The Champion 2-row I went with sits a few inches lower than its predecessor. As there was no refrigerant left anyhow, my condenser is currently removed for that reason. If it gets hot enough I may end up fabbing something & hooking everything back up, but I've got bigger fish to fry for now project-wise.


Know that the thermostat temp only sets the minimum operating coolant temp--you almost certainly won't see any difference between 160 and 180, unless you ever encounter cold ambient temps that will allow the car to run as cool as 160. And you wouldn't want that anyway; open loop burns a lot more guzzoline!

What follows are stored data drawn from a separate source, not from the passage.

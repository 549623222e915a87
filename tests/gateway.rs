//! Integration tests: the console client against a mock agent service.

use maritime_console::gateway::{ErrorEvent, RequestEvent, ResponseEvent};
use maritime_console::{
    ClientConfig, ConsoleClient, Error, ErrorKind, FileAttachment, Gateway, GatewayObserver,
    Operation,
};
use serde_json::json;
use std::sync::{Arc, Mutex};
use std::time::Duration;
use tokio_test::{assert_err, assert_ok};
use wiremock::matchers::{body_json, header, method, path};
use wiremock::{Mock, MockServer, ResponseTemplate};

#[derive(Default)]
struct Recorder {
    events: Mutex<Vec<String>>,
    headers: Mutex<Vec<Vec<(String, String)>>>,
}

impl Recorder {
    fn events(&self) -> Vec<String> {
        self.events.lock().unwrap().clone()
    }

    fn request_headers(&self) -> Vec<Vec<(String, String)>> {
        self.headers.lock().unwrap().clone()
    }
}

impl GatewayObserver for Recorder {
    fn on_request(&self, event: &RequestEvent<'_>) {
        self.headers.lock().unwrap().push(event.headers.clone());
        self.events
            .lock()
            .unwrap()
            .push(format!("request {} {} {}", event.operation, event.method, event.url));
    }

    fn on_response(&self, event: &ResponseEvent<'_>) {
        self.events
            .lock()
            .unwrap()
            .push(format!("response {} {}", event.operation, event.status));
    }

    fn on_error(&self, event: &ErrorEvent<'_>) {
        self.events.lock().unwrap().push(format!(
            "error {} {} {:?}",
            event.operation, event.kind, event.status
        ));
    }
}

fn config_for(server: &MockServer) -> ClientConfig {
    ClientConfig::new(format!("{}/api", server.uri()))
}

fn client_for(server: &MockServer) -> ConsoleClient {
    ConsoleClient::from_config(config_for(server)).unwrap()
}

fn recorded_client(config: ClientConfig) -> (ConsoleClient, Arc<Recorder>) {
    let recorder = Arc::new(Recorder::default());
    let gateway = Gateway::with_observer(config, recorder.clone()).unwrap();
    (ConsoleClient::new(gateway), recorder)
}

fn closed_port() -> u16 {
    let listener = std::net::TcpListener::bind("127.0.0.1:0").expect("bind free port");
    listener.local_addr().expect("local_addr").port()
}

async fn only_request(server: &MockServer) -> wiremock::Request {
    let mut requests = server.received_requests().await.expect("recording enabled");
    assert_eq!(requests.len(), 1);
    requests.remove(0)
}

fn content_type(request: &wiremock::Request) -> String {
    request
        .headers
        .get("content-type")
        .and_then(|v| v.to_str().ok())
        .unwrap_or_default()
        .to_string()
}

#[tokio::test]
async fn ping_reports_request_and_response_to_observer() {
    let server = MockServer::start().await;
    Mock::given(method("GET"))
        .and(path("/api/ping"))
        .respond_with(ResponseTemplate::new(200).set_body_json(json!({ "status": "healthy" })))
        .expect(1)
        .mount(&server)
        .await;

    let (client, recorder) = recorded_client(config_for(&server));
    let reply = assert_ok!(client.ping().await);
    assert!(reply.is_healthy());

    let events = recorder.events();
    assert_eq!(events.len(), 2);
    assert_eq!(
        events[0],
        format!("request ping GET {}/api/ping", server.uri())
    );
    assert_eq!(events[1], "response ping 200");
}

#[tokio::test]
async fn observed_request_headers_match_the_wire() {
    let server = MockServer::start().await;
    Mock::given(method("GET"))
        .and(path("/api/ping"))
        .and(header("accept", "application/json"))
        .respond_with(ResponseTemplate::new(200).set_body_json(json!({ "status": "healthy" })))
        .expect(1)
        .mount(&server)
        .await;

    let (client, recorder) = recorded_client(config_for(&server));
    assert_ok!(client.ping().await);

    let headers = recorder.request_headers();
    assert_eq!(headers.len(), 1);
    assert!(headers[0].contains(&("accept".to_string(), "application/json".to_string())));

    let request = only_request(&server).await;
    assert_eq!(
        request.headers.get("accept").and_then(|v| v.to_str().ok()),
        Some("application/json")
    );
}

#[tokio::test]
async fn agent_query_without_optionals_sends_only_query() {
    let server = MockServer::start().await;
    Mock::given(method("POST"))
        .and(path("/api/agent/query"))
        .respond_with(ResponseTemplate::new(200).set_body_json(json!({
            "answer": "Departure looks safe",
            "tools_used": ["weather_forecast"],
            "execution_plan": "Handled by conversational-react agent",
            "confidence": 0.9,
            "timestamp": "2024-01-01T00:00:00"
        })))
        .mount(&server)
        .await;

    let reply = assert_ok!(client_for(&server).agent_query("x", None, None).await);
    assert_eq!(reply.answer, "Departure looks safe");
    assert_eq!(reply.tools_used, vec![json!("weather_forecast")]);

    let request = only_request(&server).await;
    assert!(content_type(&request).starts_with("multipart/form-data; boundary="));
    let body = String::from_utf8_lossy(&request.body);
    assert!(body.contains("name=\"query\""));
    assert!(!body.contains("name=\"file\""));
    assert!(!body.contains("name=\"context\""));
}

#[tokio::test]
async fn agent_query_with_file_and_context_sends_all_fields() {
    let server = MockServer::start().await;
    Mock::given(method("POST"))
        .and(path("/api/agent/query"))
        .respond_with(ResponseTemplate::new(200).set_body_json(json!({ "answer": "ok" })))
        .mount(&server)
        .await;

    let file = FileAttachment::new("notes.txt", b"ETA Rotterdam 14:00".to_vec())
        .with_mime_type("text/plain");
    assert_ok!(
        client_for(&server)
            .agent_query("x", Some(file), Some(json!({ "a": 1 })))
            .await
    );

    let request = only_request(&server).await;
    let content_type = content_type(&request);
    assert!(content_type.starts_with("multipart/form-data"));
    assert!(!content_type.contains("application/json"));

    let body = String::from_utf8_lossy(&request.body);
    assert!(body.contains("name=\"query\""));
    assert!(body.contains("filename=\"notes.txt\""));
    assert!(body.contains("ETA Rotterdam 14:00"));
    assert!(body.contains("name=\"context\"\r\n\r\n{\"a\":1}\r\n"));
}

#[tokio::test]
async fn ask_direct_posts_json() {
    let server = MockServer::start().await;
    Mock::given(method("POST"))
        .and(path("/api/ask"))
        .and(header("content-type", "application/json"))
        .and(body_json(json!({ "query": "What is laytime?" })))
        .respond_with(ResponseTemplate::new(200).set_body_json(json!({ "answer": "Time allowed for loading" })))
        .expect(1)
        .mount(&server)
        .await;

    let payload = assert_ok!(client_for(&server).ask_direct("What is laytime?").await);
    assert_eq!(payload["answer"], "Time allowed for loading");
}

#[tokio::test]
async fn summarize_document_uploads_file_from_disk() {
    let server = MockServer::start().await;
    Mock::given(method("POST"))
        .and(path("/api/documents/summarize"))
        .respond_with(ResponseTemplate::new(200).set_body_json(json!({ "summary": "Charter party, 12 clauses" })))
        .mount(&server)
        .await;

    let dir = tempfile::tempdir().unwrap();
    let file_path = dir.path().join("charter.txt");
    std::fs::write(&file_path, "CLAUSE 1. Laytime shall commence...").unwrap();

    let file = assert_ok!(FileAttachment::from_path(&file_path).await);
    assert_eq!(file.file_name(), "charter.txt");

    let payload = assert_ok!(client_for(&server).summarize_document(file).await);
    assert_eq!(payload["summary"], "Charter party, 12 clauses");

    let request = only_request(&server).await;
    let body = String::from_utf8_lossy(&request.body);
    assert!(body.contains("name=\"file\"; filename=\"charter.txt\""));
}

#[tokio::test]
async fn weather_uses_path_params() {
    let server = MockServer::start().await;
    Mock::given(method("GET"))
        .and(path("/api/weather/10.5/-20.25"))
        .respond_with(ResponseTemplate::new(200).set_body_json(json!({ "wind_speed": 12.4 })))
        .expect(1)
        .mount(&server)
        .await;

    let payload = assert_ok!(client_for(&server).weather(10.5, -20.25).await);
    assert_eq!(payload["wind_speed"], 12.4);

    let request = only_request(&server).await;
    assert!(request.body.is_empty());
}

#[tokio::test]
async fn agent_endpoints_resolve_against_api_base() {
    let server = MockServer::start().await;
    for (verb, route) in [
        ("GET", "/api/agent/status"),
        ("GET", "/api/agent/examples"),
        ("GET", "/api/agent/memory"),
        ("POST", "/api/agent/memory/clear"),
        ("GET", "/api/agent/tools"),
        ("GET", "/api/agent/comparison"),
    ] {
        Mock::given(method(verb))
            .and(path(route))
            .respond_with(ResponseTemplate::new(200).set_body_json(json!({ "route": route })))
            .expect(1)
            .mount(&server)
            .await;
    }

    let client = client_for(&server);
    assert_eq!(client.agent_status().await.unwrap()["route"], "/api/agent/status");
    assert_eq!(client.agent_examples().await.unwrap()["route"], "/api/agent/examples");
    assert_eq!(client.agent_memory().await.unwrap()["route"], "/api/agent/memory");
    assert_eq!(
        client.clear_agent_memory().await.unwrap()["route"],
        "/api/agent/memory/clear"
    );
    assert_eq!(client.available_tools().await.unwrap()["route"], "/api/agent/tools");
    assert_eq!(client.comparison().await.unwrap()["route"], "/api/agent/comparison");
}

#[tokio::test]
async fn remote_error_keeps_status_and_body() {
    let server = MockServer::start().await;
    Mock::given(method("GET"))
        .and(path("/api/agent/status"))
        .respond_with(
            ResponseTemplate::new(500)
                .set_body_string(r#"{"detail":"Error fetching agent status: boom"}"#),
        )
        .mount(&server)
        .await;

    let (client, recorder) = recorded_client(config_for(&server));
    let err = assert_err!(client.agent_status().await);
    assert_eq!(err.kind(), ErrorKind::Remote);
    match err {
        Error::Remote { status, ref body } => {
            assert_eq!(status, 500);
            assert_eq!(body, r#"{"detail":"Error fetching agent status: boom"}"#);
        }
        ref other => panic!("unexpected error: {:?}", other),
    }
    assert_eq!(
        err.remote_json().unwrap()["detail"],
        "Error fetching agent status: boom"
    );

    let events = recorder.events();
    assert_eq!(events.last().unwrap(), "error agent_status remote Some(500)");
}

#[tokio::test]
async fn non_json_success_body_is_a_decode_error() {
    let server = MockServer::start().await;
    Mock::given(method("GET"))
        .and(path("/api/agent/examples"))
        .respond_with(ResponseTemplate::new(200).set_body_string("<html>proxy page</html>"))
        .mount(&server)
        .await;

    let err = assert_err!(client_for(&server).agent_examples().await);
    assert_eq!(err.kind(), ErrorKind::Decode);
}

#[tokio::test]
async fn slow_call_is_classified_as_timeout() {
    let server = MockServer::start().await;
    Mock::given(method("GET"))
        .and(path("/api/ping"))
        .respond_with(
            ResponseTemplate::new(200)
                .set_body_json(json!({ "status": "healthy" }))
                .set_delay(Duration::from_millis(800)),
        )
        .mount(&server)
        .await;

    let config = config_for(&server).with_default_timeout(Duration::from_millis(100));
    let (client, recorder) = recorded_client(config);

    let err = assert_err!(client.ping().await);
    assert_eq!(err.kind(), ErrorKind::Timeout);
    assert!(matches!(err, Error::Timeout { timeout, .. } if timeout == Duration::from_millis(100)));

    let events = recorder.events();
    assert_eq!(events.last().unwrap(), "error ping timeout None");
}

#[tokio::test]
async fn agent_query_gets_the_extended_timeout() {
    let server = MockServer::start().await;
    Mock::given(method("POST"))
        .and(path("/api/agent/query"))
        .respond_with(
            ResponseTemplate::new(200)
                .set_body_json(json!({ "answer": "done" }))
                .set_delay(Duration::from_millis(400)),
        )
        .mount(&server)
        .await;
    Mock::given(method("GET"))
        .and(path("/api/agent/tools"))
        .respond_with(
            ResponseTemplate::new(200)
                .set_body_json(json!([]))
                .set_delay(Duration::from_millis(400)),
        )
        .mount(&server)
        .await;

    let config = config_for(&server)
        .with_default_timeout(Duration::from_millis(100))
        .with_extended_timeout(Duration::from_secs(5));
    let client = ConsoleClient::from_config(config).unwrap();

    let reply = assert_ok!(client.agent_query("plan voyage", None, None).await);
    assert_eq!(reply.answer, "done");

    let err = assert_err!(client.available_tools().await);
    assert_eq!(err.kind(), ErrorKind::Timeout);
}

#[tokio::test]
async fn refused_connection_is_classified_as_connectivity() {
    let base_url = format!("http://127.0.0.1:{}/api", closed_port());
    let client = ConsoleClient::from_config(ClientConfig::new(base_url.clone())).unwrap();

    let err = assert_err!(client.ping().await);
    assert_eq!(err.kind(), ErrorKind::Connectivity);
    assert!(err.to_string().contains(&base_url));
    assert!(err.is_retryable());
}

#[tokio::test]
async fn connection_test_probes_service_root() {
    let server = MockServer::start().await;
    Mock::given(method("GET"))
        .and(path("/health"))
        .respond_with(ResponseTemplate::new(200).set_body_string("OK"))
        .expect(1)
        .mount(&server)
        .await;

    assert!(client_for(&server).connection_test().await);
}

#[tokio::test]
async fn connection_test_reports_false_on_failure() {
    let server = MockServer::start().await;
    Mock::given(method("GET"))
        .and(path("/health"))
        .respond_with(ResponseTemplate::new(503).set_body_string("maintenance"))
        .mount(&server)
        .await;
    assert!(!client_for(&server).connection_test().await);

    let unreachable = ClientConfig::new(format!("http://127.0.0.1:{}/api", closed_port()));
    assert!(!ConsoleClient::from_config(unreachable).unwrap().connection_test().await);
}

#[tokio::test]
async fn descriptors_are_executed_as_built() {
    let server = MockServer::start().await;
    Mock::given(method("GET"))
        .and(path("/api/agent/tools"))
        .respond_with(ResponseTemplate::new(200).set_body_json(json!(["weather", "laytime"])))
        .mount(&server)
        .await;

    let gateway = Gateway::new(config_for(&server)).unwrap();
    let descriptor = Operation::AvailableTools.descriptor();
    assert_eq!(descriptor, Operation::AvailableTools.descriptor());

    let payload = assert_ok!(gateway.execute(&descriptor).await);
    assert_eq!(payload, json!(["weather", "laytime"]));
}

New hoses are great cheap insurance, and no harm in swapping the pump while you've got the coolant drained, if there are many miles on it already & you have funds to spare. If you have a shop nearby that will do it, you can also get your OEM pump rebuilt, rather than relying upon the somewhat hit-or-miss nature of Chinese quality control. I believe there are mail-rebuilders out there too, but shipping from/to your area probably drives the cost up.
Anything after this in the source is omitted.